What lessons does the recent history of central banks that lost their independence offer?

The United States is the world’s largest economy and military power and enjoys the most powerful currency, the dollar, the undisputed benchmark for trade and financial transactions. But U.S. policies are weakening its reign: Trump has introduced a tax reform that will increase the deficit and debt levels, for which he needs lower interest rates. The U.S. president seems willing to push the envelope to the limit, with investors anticipating a weaker dollar but not the end of its financial hegemony. “Trump is playing with fire; he could undermine the Fed’s credibility in the medium term,” warns Salvador Jiménez, an analyst at AFI. The U.S. has a debt level exceeding 120% of GDP, amounting to more than $36 trillion, and a public deficit of around 7% of GDP. And to finance itself, it needs investors to buy huge amounts of sovereign debt.

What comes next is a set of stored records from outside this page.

//! Markdown lowering.
//!
//! Parses a markdown fragment into events, injects heading anchors, collects
//! table-of-contents entries, rewrites relative document links into routes,
//! then emits HTML. State is threaded through so anchors stay unique across
//! fragments of the same document.

use pulldown_cmark::{CowStr, Event, HeadingLevel, Options, Parser, Tag, TagEnd, html};

use crate::html::SlugCounter;
use crate::module::TocEntry;

fn parser_options() -> Options {
    Options::ENABLE_TABLES
        | Options::ENABLE_STRIKETHROUGH
        | Options::ENABLE_FOOTNOTES
        | Options::ENABLE_TASKLISTS
}

/// Lower one markdown fragment to HTML.
///
/// `dir_route` is the route of the directory containing the source file,
/// used to resolve relative links. Headings at level 2 and deeper are
/// appended to `toc`; the first H1 of the document is captured into `title`.
pub(crate) fn lower(
    text: &str,
    dir_route: &str,
    slugs: &mut SlugCounter,
    toc: &mut Vec<TocEntry>,
    title: &mut Option<String>,
) -> String {
    let mut events: Vec<Event<'_>> = Vec::new();
    // Level, accumulated text, and index of the start event being patched.
    let mut heading: Option<(HeadingLevel, String, usize)> = None;

    for event in Parser::new_ext(text, parser_options()) {
        match event {
            Event::Start(Tag::Heading {
                level,
                id,
                classes,
                attrs,
            }) => {
                events.push(Event::Start(Tag::Heading {
                    level,
                    id,
                    classes,
                    attrs,
                }));
                heading = Some((level, String::new(), events.len() - 1));
            }
            Event::End(TagEnd::Heading(level)) => {
                if let Some((lvl, text, start)) = heading.take() {
                    let anchor = slugs.anchor_for(&text);
                    if let Event::Start(Tag::Heading { id, .. }) = &mut events[start] {
                        *id = Some(CowStr::from(anchor.clone()));
                    }
                    if lvl == HeadingLevel::H1 {
                        if title.is_none() {
                            *title = Some(text);
                        }
                    } else {
                        toc.push(TocEntry {
                            level: lvl as u8,
                            title: text,
                            anchor,
                        });
                    }
                }
                events.push(Event::End(TagEnd::Heading(level)));
            }
            Event::Text(t) => {
                if let Some((_, buf, _)) = heading.as_mut() {
                    buf.push_str(&t);
                }
                events.push(Event::Text(t));
            }
            Event::Code(t) => {
                if let Some((_, buf, _)) = heading.as_mut() {
                    buf.push_str(&t);
                }
                events.push(Event::Code(t));
            }
            Event::Start(Tag::Link {
                link_type,
                dest_url,
                title: link_title,
                id,
            }) => {
                let dest_url = match rewrite_link(&dest_url, dir_route) {
                    Some(rewritten) => CowStr::from(rewritten),
                    None => dest_url,
                };
                events.push(Event::Start(Tag::Link {
                    link_type,
                    dest_url,
                    title: link_title,
                    id,
                }));
            }
            other => events.push(other),
        }
    }

    let mut out = String::with_capacity(text.len() * 2);
    html::push_html(&mut out, events.into_iter());
    out
}

/// Rewrite a relative `.md`/`.mdx` link into an absolute route.
///
/// Absolute URLs, site-absolute paths, fragments, and non-document links are
/// left untouched. Returns `None` when no rewrite applies.
fn rewrite_link(dest: &str, dir_route: &str) -> Option<String> {
    if dest.is_empty()
        || dest.starts_with('#')
        || dest.starts_with('/')
        || dest.contains("://")
        || dest.starts_with("mailto:")
    {
        return None;
    }

    let (path, fragment) = match dest.split_once('#') {
        Some((path, fragment)) => (path, Some(fragment)),
        None => (dest, None),
    };
    let stripped = path
        .strip_suffix(".md")
        .or_else(|| path.strip_suffix(".mdx"))?;

    let mut segments: Vec<&str> = dir_route.split('/').filter(|s| !s.is_empty()).collect();
    for segment in stripped.split('/') {
        match segment {
            "" | "." => {}
            ".." => {
                segments.pop();
            }
            other => segments.push(other),
        }
    }
    // index files address their directory.
    if segments.last() == Some(&"index") {
        segments.pop();
    }

    let mut route = format!("/{}", segments.join("/"));
    if let Some(fragment) = fragment {
        route.push('#');
        route.push_str(fragment);
    }
    Some(route)
}
//! End-to-end rendering pipeline for verdocs.
//!
//! A [`Pipeline`] is built once per documentation version from a validated
//! [`ContentManifest`](verdocs_manifest::ContentManifest), a
//! [`ContentFetcher`](verdocs_fetch::ContentFetcher), and a
//! [`ComponentRegistry`](verdocs_page::ComponentRegistry). A render request
//! flows through four stages:
//!
//! 1. resolve the slug against the route table
//! 2. fetch the content file from the remote (single attempt)
//! 3. compile the document into a module
//! 4. evaluate the module against the component registry
//!
//! Each stage has its own [`PageError`] variant so hosts can map failures to
//! distinct responses. Setup failures ([`SetupError`]) are fatal: the
//! pipeline is all-or-nothing and never serves from partial state.

mod error;
mod pipeline;

pub use error::{PageError, SetupError};
pub use pipeline::{Pipeline, StaticRoute};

The United States is far from being an emerging economy, but what happened in recent decades in Turkey and Argentina provides clear examples of the effects of a central bank’s loss of independence. In Turkey, President Recep Tayyip Erdogan’s pressure to keep interest rates low at all costs in order to boost growth and exports resulted in a crisis for his currency, with the Turkish lira at rock bottom and inflation exceeding 80%. However, since 2023, Erdogan has returned to economic orthodoxy and has shown greater respect for the central bank’s independence, which has begun to stabilize the situation.

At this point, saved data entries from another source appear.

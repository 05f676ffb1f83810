//! Document compilation.
//!
//! Turns raw text (front matter + markdown + component references) into a
//! [`CompiledModule`]. Compilation is pure: it never touches a registry and
//! never executes components.

use std::collections::BTreeMap;

use crate::directive::{ComponentArgs, ComponentLine, FenceTracker, parse_component_line};
use crate::error::CompileError;
use crate::frontmatter;
use crate::html::SlugCounter;
use crate::markdown;
use crate::module::{CompiledModule, Node, TocEntry};

/// Options for [`compile`].
#[derive(Clone, Debug, Default)]
pub struct CompileOptions {
    /// Manifest path of the file being compiled, used to resolve relative
    /// links. Empty means the content root.
    pub file_path: String,
    /// Metadata applied under the document's own front matter. Front matter
    /// keys win.
    pub metadata_defaults: BTreeMap<String, serde_json::Value>,
}

impl CompileOptions {
    /// Options for a document at `file_path`.
    #[must_use]
    pub fn for_file(file_path: impl Into<String>) -> Self {
        Self {
            file_path: file_path.into(),
            ..Self::default()
        }
    }
}

/// An open component container during parsing.
struct Frame {
    name: String,
    args: ComponentArgs,
    /// Line of the opening fence, for the unclosed error.
    line: usize,
    children: Vec<Node>,
    /// Pending markdown lines not yet lowered.
    buffer: String,
}

impl Frame {
    fn root() -> Self {
        Self::open(String::new(), ComponentArgs::default(), 0)
    }

    fn open(name: String, args: ComponentArgs, line: usize) -> Self {
        Self {
            name,
            args,
            line,
            children: Vec::new(),
            buffer: String::new(),
        }
    }

    fn push_line(&mut self, line: &str) {
        self.buffer.push_str(line);
        self.buffer.push('\n');
    }
}

/// Shared lowering state threaded through every markdown fragment of one
/// document.
struct LowerState<'a> {
    dir_route: &'a str,
    slugs: SlugCounter,
    toc: Vec<TocEntry>,
    title: Option<String>,
}

impl LowerState<'_> {
    /// Lower a frame's buffered markdown into an html node.
    fn flush(&mut self, frame: &mut Frame) {
        if frame.buffer.trim().is_empty() {
            frame.buffer.clear();
            return;
        }
        let html = markdown::lower(
            &frame.buffer,
            self.dir_route,
            &mut self.slugs,
            &mut self.toc,
            &mut self.title,
        );
        frame.buffer.clear();
        if !html.is_empty() {
            frame.children.push(Node::Html(html));
        }
    }
}

/// Compile raw document text into a module.
///
/// # Errors
///
/// Returns [`CompileError`] for invalid front matter, malformed component
/// references, unclosed containers, and stray closing fences. Line numbers
/// count from the start of the raw text, front matter included.
pub fn compile(text: &str, options: &CompileOptions) -> Result<CompiledModule, CompileError> {
    let (front, body) = frontmatter::extract(text)?;

    let mut state = LowerState {
        dir_route: options.file_path.rsplit_once('/').map_or("", |(dir, _)| dir),
        slugs: SlugCounter::default(),
        toc: Vec::new(),
        title: None,
    };
    let mut fences = FenceTracker::default();
    let mut stack = vec![Frame::root()];

    for (i, line) in body.lines().enumerate() {
        let line_no = front.body_offset + i + 1;

        if fences.observe(line) {
            if let Some(current) = stack.last_mut() {
                current.push_line(line);
            }
            continue;
        }

        let parsed = parse_component_line(line).map_err(|e| CompileError::Syntax {
            line: line_no,
            column: e.column,
            message: e.message,
        })?;

        match parsed {
            None => {
                if let Some(current) = stack.last_mut() {
                    current.push_line(line);
                }
            }
            Some(ComponentLine::Leaf { name, args }) => {
                if let Some(current) = stack.last_mut() {
                    state.flush(current);
                    current.children.push(Node::Component {
                        name,
                        args,
                        children: Vec::new(),
                    });
                }
            }
            Some(ComponentLine::ContainerStart { name, args, .. }) => {
                if let Some(current) = stack.last_mut() {
                    state.flush(current);
                }
                stack.push(Frame::open(name, args, line_no));
            }
            Some(ComponentLine::ContainerEnd) => {
                if stack.len() == 1 {
                    return Err(CompileError::UnexpectedClose { line: line_no });
                }
                if let Some(current) = stack.last_mut() {
                    state.flush(current);
                }
                if let Some(closed) = stack.pop()
                    && let Some(parent) = stack.last_mut()
                {
                    parent.children.push(Node::Component {
                        name: closed.name,
                        args: closed.args,
                        children: closed.children,
                    });
                }
            }
        }
    }

    // Deepest unclosed container is the most useful to report.
    if stack.len() > 1
        && let Some(frame) = stack.pop()
    {
        return Err(CompileError::UnclosedComponent {
            name: frame.name,
            line: frame.line,
        });
    }

    let mut root = stack.pop().unwrap_or_else(Frame::root);
    state.flush(&mut root);

    let mut metadata = options.metadata_defaults.clone();
    metadata.extend(front.metadata);
    if let Some(title) = state.title {
        metadata
            .entry("title".to_owned())
            .or_insert_with(|| serde_json::Value::String(title));
    }

    Ok(CompiledModule {
        body: root.children,
        toc: state.toc,
        metadata,
    })
}

#[cfg(test)]
mod tests {
    use pretty_assertions::assert_eq;

    use super::*;
    use crate::module::Node;

    fn compile_default(text: &str) -> CompiledModule {
        compile(text, &CompileOptions::default()).unwrap()
    }

    #[test]
    fn test_plain_markdown() {
        let module = compile_default("Just a paragraph.\n");
        assert_eq!(module.body.len(), 1);
        assert!(matches!(&module.body[0], Node::Html(html) if html.contains("<p>")));
        assert!(module.toc.is_empty());
    }

    #[test]
    fn test_leaf_component_splits_body() {
        let module = compile_default("before\n\n::badge[New]\n\nafter\n");
        assert_eq!(module.body.len(), 3);
        assert!(matches!(
            &module.body[1],
            Node::Component { name, children, .. } if name == "badge" && children.is_empty()
        ));
    }

    #[test]
    fn test_container_collects_children() {
        let text = ":::callout{type=\"tip\"}\nInner *markdown*.\n:::\n";
        let module = compile_default(text);
        assert_eq!(module.body.len(), 1);
        let Node::Component { name, args, children } = &module.body[0] else {
            panic!("expected component");
        };
        assert_eq!(name, "callout");
        assert_eq!(args.get("type"), Some("tip"));
        assert!(matches!(&children[0], Node::Html(html) if html.contains("<em>")));
    }

    #[test]
    fn test_nested_containers() {
        let text = "::::tabs\n:::tab{label=\"One\"}\nfirst\n:::\n:::tab{label=\"Two\"}\nsecond\n:::\n::::\n";
        let module = compile_default(text);
        let Node::Component { name, children, .. } = &module.body[0] else {
            panic!("expected tabs");
        };
        assert_eq!(name, "tabs");
        assert_eq!(children.len(), 2);
        assert!(matches!(
            &children[1],
            Node::Component { name, .. } if name == "tab"
        ));
    }

    #[test]
    fn test_unclosed_container_is_error() {
        let err = compile(":::callout\ntext\n", &CompileOptions::default()).unwrap_err();
        match err {
            CompileError::UnclosedComponent { name, line } => {
                assert_eq!(name, "callout");
                assert_eq!(line, 1);
            }
            other => panic!("unexpected error {other:?}"),
        }
    }

    #[test]
    fn test_stray_close_is_error() {
        let err = compile("text\n:::\n", &CompileOptions::default()).unwrap_err();
        assert!(matches!(err, CompileError::UnexpectedClose { line: 2 }));
    }

    #[test]
    fn test_syntax_error_reports_raw_line() {
        let text = "---\ntitle: x\n---\n\n::badge[oops\n";
        let err = compile(text, &CompileOptions::default()).unwrap_err();
        match err {
            CompileError::Syntax { line, column, .. } => {
                assert_eq!(line, 5);
                assert_eq!(column, 8);
            }
            other => panic!("unexpected error {other:?}"),
        }
    }

    #[test]
    fn test_front_matter_becomes_metadata() {
        let module = compile_default("---\ntitle: Guide\norder: 3\n---\nbody\n");
        assert_eq!(module.metadata["title"], serde_json::json!("Guide"));
        assert_eq!(module.metadata["order"], serde_json::json!(3));
    }

    #[test]
    fn test_metadata_defaults_lose_to_front_matter() {
        let mut options = CompileOptions::default();
        options
            .metadata_defaults
            .insert("title".to_owned(), serde_json::json!("Default"));
        options
            .metadata_defaults
            .insert("layout".to_owned(), serde_json::json!("docs"));
        let module = compile("---\ntitle: Mine\n---\nbody\n", &options).unwrap();
        assert_eq!(module.metadata["title"], serde_json::json!("Mine"));
        assert_eq!(module.metadata["layout"], serde_json::json!("docs"));
    }

    #[test]
    fn test_first_h1_is_title_fallback() {
        let module = compile_default("# Welcome\n\ntext\n");
        assert_eq!(module.metadata["title"], serde_json::json!("Welcome"));

        let module = compile_default("---\ntitle: Explicit\n---\n# Welcome\n");
        assert_eq!(module.metadata["title"], serde_json::json!("Explicit"));
    }

    #[test]
    fn test_toc_exported() {
        let module = compile_default("# Title\n\n## First\n\n### Deep\n\n## Second\n");
        let titles: Vec<_> = module.toc.iter().map(|e| e.title.as_str()).collect();
        assert_eq!(titles, ["First", "Deep", "Second"]);
        assert_eq!(module.toc[1].level, 3);
    }

    #[test]
    fn test_code_fence_shields_references() {
        let text = "```\n:::callout\n:::\n```\n";
        let module = compile_default(text);
        assert_eq!(module.body.len(), 1);
        assert!(matches!(&module.body[0], Node::Html(html) if html.contains(":::callout")));
    }

    #[test]
    fn test_relative_links_use_file_path() {
        let options = CompileOptions::for_file("guide/setup.md");
        let module = compile("[next](advanced.md)\n", &options).unwrap();
        let Node::Html(html) = &module.body[0] else {
            panic!("expected html");
        };
        assert!(html.contains(r#"href="/guide/advanced""#), "{html}");
    }

    #[test]
    fn test_headings_inside_containers_reach_toc() {
        let text = ":::details[More]\n## Hidden Section\n:::\n";
        let module = compile_default(text);
        assert_eq!(module.toc.len(), 1);
        assert_eq!(module.toc[0].anchor, "hidden-section");
    }
}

Argentina represents, according to Judith Arnal, “an extreme case of deficit monetization: decades of political pressure on the central bank to finance public spending have generated recurrent inflationary crises and a total loss of confidence in the national currency. The result has been a de facto dollarization of the economy and massive impoverishment.” And Zimbabwe represents the most extreme case: the complete subordination of the central bank to political power led to hyperinflation that reached 89.7 sextillion percent annually, completely destroying the economy and forcing the country to abandon its own currency. As Arnal concludes, “these experiences demonstrate that the loss of independence can be devastating for both price stability and the soundness of the financial system.”